*Provided records:*
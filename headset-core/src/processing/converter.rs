//! PCM format conversion: sample rate, channel layout, sample representation.
//!
//! Sample-rate changes go through a rubato sinc resampler. The converted
//! buffer always holds exactly `converted_frame_capacity(..)` frames: the
//! resampler's output delay is skipped and any shortfall is zero-padded.

use rubato::{
    calculate_cutoff, Resampler, SincFixedIn, SincInterpolationParameters, SincInterpolationType,
    WindowFunction,
};

use crate::models::buffer::AudioBuffer;
use crate::models::error::AudioError;
use crate::models::format::AudioFormat;
use crate::processing::channel_mixer;

/// Default allocation ceiling: ten minutes at 48 kHz.
pub const DEFAULT_MAX_FRAME_CAPACITY: u32 = 48_000 * 600;

/// Frame capacity of a buffer converted from `input_rate` to `output_rate`.
///
/// Integer arithmetic, truncating: `output_rate * frames / input_rate`.
/// The truncation drifts by at most one frame per buffer; no compensation
/// is applied across buffers.
pub fn converted_frame_capacity(input_rate: u32, output_rate: u32, frames: u32) -> u64 {
    if input_rate == 0 {
        return 0;
    }
    output_rate as u64 * frames as u64 / input_rate as u64
}

/// Converts buffers to a target format.
#[derive(Debug, Clone, Copy)]
pub struct FormatConverter {
    max_frame_capacity: u32,
}

impl FormatConverter {
    pub fn new(max_frame_capacity: u32) -> Self {
        Self { max_frame_capacity }
    }

    /// Convert the filled frames of `buffer` into a new buffer in `output_format`.
    ///
    /// Errors:
    /// - `UnableToCreateConverter` when either format has a zero rate or channel count;
    /// - `UnableToCreateConvertedBuffer` when the computed capacity is zero or above the ceiling;
    /// - `ConversionFailed` when the resampler rejects the input.
    pub fn convert(&self, buffer: &AudioBuffer, output_format: &AudioFormat) -> Result<AudioBuffer, AudioError> {
        let input_format = *buffer.format();
        if !input_format.is_valid() || !output_format.is_valid() {
            return Err(AudioError::UnableToCreateConverter(format!(
                "no conversion from [{}] to [{}]",
                input_format, output_format
            )));
        }

        let capacity = converted_frame_capacity(
            input_format.sample_rate,
            output_format.sample_rate,
            buffer.frame_length(),
        );
        if capacity == 0 || capacity > self.max_frame_capacity as u64 {
            return Err(AudioError::UnableToCreateConvertedBuffer(format!(
                "capacity {} frames (limit {})",
                capacity, self.max_frame_capacity
            )));
        }
        let capacity = capacity as u32;
        let mut converted = AudioBuffer::new(*output_format, capacity).ok_or_else(|| {
            AudioError::UnableToCreateConvertedBuffer(format!("{} frames of [{}]", capacity, output_format))
        })?;

        let in_channels = input_format.channels as usize;
        let out_channels = output_format.channels as usize;
        let remixed = channel_mixer::remix_interleaved(&buffer.to_interleaved_f32(), in_channels, out_channels);

        let mut interleaved = if input_format.sample_rate == output_format.sample_rate {
            remixed
        } else {
            let planar = channel_mixer::deinterleave(&remixed, out_channels);
            let resampled = resample_planar(
                &planar,
                input_format.sample_rate,
                output_format.sample_rate,
                capacity as usize,
            )?;
            channel_mixer::interleave(&resampled)
        };

        interleaved.resize(capacity as usize * out_channels, 0.0);
        converted.write_interleaved_f32(&interleaved);
        Ok(converted)
    }
}

impl Default for FormatConverter {
    fn default() -> Self {
        Self::new(DEFAULT_MAX_FRAME_CAPACITY)
    }
}

/// Convert with the default allocation ceiling.
pub fn convert_buffer_to_format(buffer: &AudioBuffer, output_format: &AudioFormat) -> Result<AudioBuffer, AudioError> {
    FormatConverter::default().convert(buffer, output_format)
}

fn build_resampler(input_rate: u32, output_rate: u32, chunk_size: usize, channels: usize) -> Result<SincFixedIn<f32>, AudioError> {
    let ratio = output_rate as f64 / input_rate as f64;
    let sinc_len = 256usize;
    let window = WindowFunction::BlackmanHarris2;
    let params = SincInterpolationParameters {
        sinc_len,
        f_cutoff: calculate_cutoff(sinc_len, window),
        interpolation: SincInterpolationType::Linear,
        oversampling_factor: 128,
        window,
    };
    SincFixedIn::<f32>::new(ratio, 2.0, params, chunk_size, channels)
        .map_err(|e| AudioError::UnableToCreateConverter(e.to_string()))
}

/// Resample one whole block and return exactly `output_frames` frames per channel.
fn resample_planar(
    planar: &[Vec<f32>],
    input_rate: u32,
    output_rate: u32,
    output_frames: usize,
) -> Result<Vec<Vec<f32>>, AudioError> {
    let channels = planar.len();
    let input_frames = planar.first().map(Vec::len).unwrap_or(0);
    if channels == 0 || input_frames == 0 {
        return Ok(vec![vec![0.0; output_frames]; channels]);
    }

    let mut resampler = build_resampler(input_rate, output_rate, input_frames, channels)?;
    let delay = resampler.output_delay();
    let wanted = delay + output_frames;

    let mut collected: Vec<Vec<f32>> = vec![Vec::with_capacity(wanted); channels];
    let first = resampler
        .process(planar, None)
        .map_err(|e| AudioError::ConversionFailed(e.to_string()))?;
    append_planar(&mut collected, first);

    // Flush with silence until the delayed output is complete. Early calls
    // may return nothing while the delay line fills.
    let per_flush = resampler.output_frames_next().max(1);
    let max_flushes = wanted / per_flush + 4;
    let mut flushes = 0;
    while collected[0].len() < wanted && flushes < max_flushes {
        let tail = resampler
            .process_partial::<Vec<f32>>(None, None)
            .map_err(|e| AudioError::ConversionFailed(e.to_string()))?;
        append_planar(&mut collected, tail);
        flushes += 1;
    }
    if collected[0].len() < wanted {
        log::warn!(
            "Resampler produced {} of {} frames, padding with silence",
            collected[0].len(),
            wanted
        );
    }

    for channel in &mut collected {
        let skip = delay.min(channel.len());
        channel.drain(..skip);
        channel.resize(output_frames, 0.0);
    }
    Ok(collected)
}

fn append_planar(dst: &mut [Vec<f32>], src: Vec<Vec<f32>>) {
    for (d, s) in dst.iter_mut().zip(src) {
        d.extend(s);
    }
}

#[cfg(test)]
mod tests {
    use super::*;
    use crate::models::format::SampleFormat;

    fn sine(rate: u32, frames: usize, freq: f32) -> Vec<f32> {
        (0..frames)
            .map(|i| (2.0 * std::f32::consts::PI * freq * i as f32 / rate as f32).sin() * 0.5)
            .collect()
    }

    fn mean(samples: &[f32]) -> f32 {
        samples.iter().sum::<f32>() / samples.len() as f32
    }

    fn convert_constant(level: f32, frames: usize, input_rate: u32, output_rate: u32) -> Vec<f32> {
        let input = AudioBuffer::from_interleaved_f32(AudioFormat::float32(input_rate, 1), &vec![level; frames]).unwrap();
        convert_buffer_to_format(&input, &AudioFormat::float32(output_rate, 1))
            .unwrap()
            .to_interleaved_f32()
    }

    #[test]
    fn capacity_is_truncating_integer_math() {
        assert_eq!(converted_frame_capacity(16000, 48000, 8000), 24000);
        assert_eq!(converted_frame_capacity(48000, 44100, 1000), 918);
        assert_eq!(converted_frame_capacity(44100, 48000, 1), 1);
        assert_eq!(converted_frame_capacity(48000, 16000, 2), 0);
        for (input, output, frames) in [(8000u32, 44100u32, 333u32), (96000, 22050, 4097), (11025, 48000, 7)] {
            let expected = (output as u64 * frames as u64) / input as u64;
            assert_eq!(converted_frame_capacity(input, output, frames), expected);
        }
    }

    #[test]
    fn upsample_yields_exact_capacity() {
        let input = AudioBuffer::from_interleaved_f32(AudioFormat::float32(16000, 1), &sine(16000, 1600, 440.0)).unwrap();
        let output = convert_buffer_to_format(&input, &AudioFormat::float32(48000, 1)).unwrap();

        assert_eq!(output.frame_length(), 4800);
        assert_eq!(output.frame_capacity(), 4800);
        assert_eq!(output.format().sample_rate, 48000);

        // Signal spans the whole buffer, including the last 10%
        let samples = output.to_interleaved_f32();
        for region in [&samples[12..480], &samples[2160..2640], &samples[4320..4788]] {
            let peak = channel_mixer::peak_level(region);
            assert!((peak - 0.5).abs() < 0.05, "peak {}", peak);
        }
    }

    #[test]
    fn constant_level_reaches_the_end_of_the_buffer() {
        let samples = convert_constant(0.2, 8000, 16000, 48000);
        assert_eq!(samples.len(), 24000);

        assert!((samples[12000] - 0.2).abs() < 0.01, "middle {}", samples[12000]);
        let tail = &samples[21600..23988];
        assert!((mean(tail) - 0.2).abs() < 0.01, "tail mean {}", mean(tail));
        assert!(tail.iter().all(|s| (s - 0.2).abs() < 0.05));
        assert!(samples[23990..].iter().all(|s| s.abs() > 0.05));
    }

    #[test]
    fn short_block_is_not_silent() {
        let samples = convert_constant(0.5, 64, 8000, 48000);
        assert_eq!(samples.len(), 384);

        assert!((samples[192] - 0.5).abs() < 0.05, "middle {}", samples[192]);
        let tail = &samples[346..372];
        assert!((mean(tail) - 0.5).abs() < 0.05, "tail mean {}", mean(tail));
        assert!(samples.iter().all(|s| s.abs() > 0.1));
    }

    #[test]
    fn upsampled_signal_keeps_its_level() {
        let input = AudioBuffer::from_interleaved_f32(AudioFormat::float32(16000, 1), &sine(16000, 3200, 440.0)).unwrap();
        let output = convert_buffer_to_format(&input, &AudioFormat::float32(48000, 1)).unwrap();

        // Ignore the edges where the filter ramps in and out
        let samples = output.to_interleaved_f32();
        let middle = &samples[1000..samples.len() - 1000];
        let peak = channel_mixer::peak_level(middle);
        assert!((peak - 0.5).abs() < 0.05, "peak {}", peak);
    }

    #[test]
    fn same_rate_only_changes_layout_and_representation() {
        let input = AudioBuffer::from_interleaved_f32(AudioFormat::float32(44100, 1), &[0.25, -0.5, 1.0]).unwrap();
        let output = convert_buffer_to_format(&input, &AudioFormat::int16_interleaved(44100, 2)).unwrap();

        assert_eq!(output.frame_length(), 3);
        assert_eq!(output.format().sample_format, SampleFormat::Int16);
        let samples = output.to_interleaved_f32();
        assert_eq!(samples.len(), 6);
        assert!((samples[0] - 0.25).abs() < 1e-3);
        assert!((samples[1] - 0.25).abs() < 1e-3);
        assert!((samples[4] - 1.0).abs() < 1e-3);
    }

    #[test]
    fn uses_filled_length_not_capacity() {
        let mut input = AudioBuffer::new(AudioFormat::float32(16000, 1), 1000).unwrap();
        input.write_interleaved_f32(&[0.1; 100]);

        let output = convert_buffer_to_format(&input, &AudioFormat::float32(48000, 1)).unwrap();
        assert_eq!(output.frame_length(), 300);
    }

    #[test]
    fn zero_capacity_cannot_be_allocated() {
        let input = AudioBuffer::from_interleaved_f32(AudioFormat::float32(48000, 1), &[0.1, 0.2]).unwrap();
        let err = convert_buffer_to_format(&input, &AudioFormat::float32(16000, 1)).unwrap_err();
        assert!(matches!(err, AudioError::UnableToCreateConvertedBuffer(_)));
    }

    #[test]
    fn capacity_above_ceiling_is_rejected() {
        let input = AudioBuffer::from_interleaved_f32(AudioFormat::float32(8000, 1), &[0.0; 100]).unwrap();
        let err = FormatConverter::new(200)
            .convert(&input, &AudioFormat::float32(48000, 1))
            .unwrap_err();
        assert!(matches!(err, AudioError::UnableToCreateConvertedBuffer(_)));
    }

    #[test]
    fn invalid_target_has_no_converter() {
        let input = AudioBuffer::from_interleaved_f32(AudioFormat::float32(8000, 1), &[0.0; 10]).unwrap();
        let err = convert_buffer_to_format(&input, &AudioFormat::float32(48000, 0)).unwrap_err();
        assert!(matches!(err, AudioError::UnableToCreateConverter(_)));
        assert!(err.is_conversion_error());
    }

    #[test]
    fn stereo_downsample_to_mono() {
        let stereo: Vec<f32> = sine(48000, 4800, 220.0).into_iter().flat_map(|s| [s, s]).collect();
        let input = AudioBuffer::from_interleaved_f32(AudioFormat::float32(48000, 2), &stereo).unwrap();
        let output = convert_buffer_to_format(&input, &AudioFormat::float32(16000, 1)).unwrap();

        assert_eq!(output.format().channels, 1);
        assert_eq!(output.frame_length(), 1600);
    }
}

*Exercise prompt:*
Every line of the material above that includes the string "allocation" is required.

*Response below:*
/// Default allocation ceiling: ten minutes at 48 kHz.
/// Convert with the default allocation ceiling.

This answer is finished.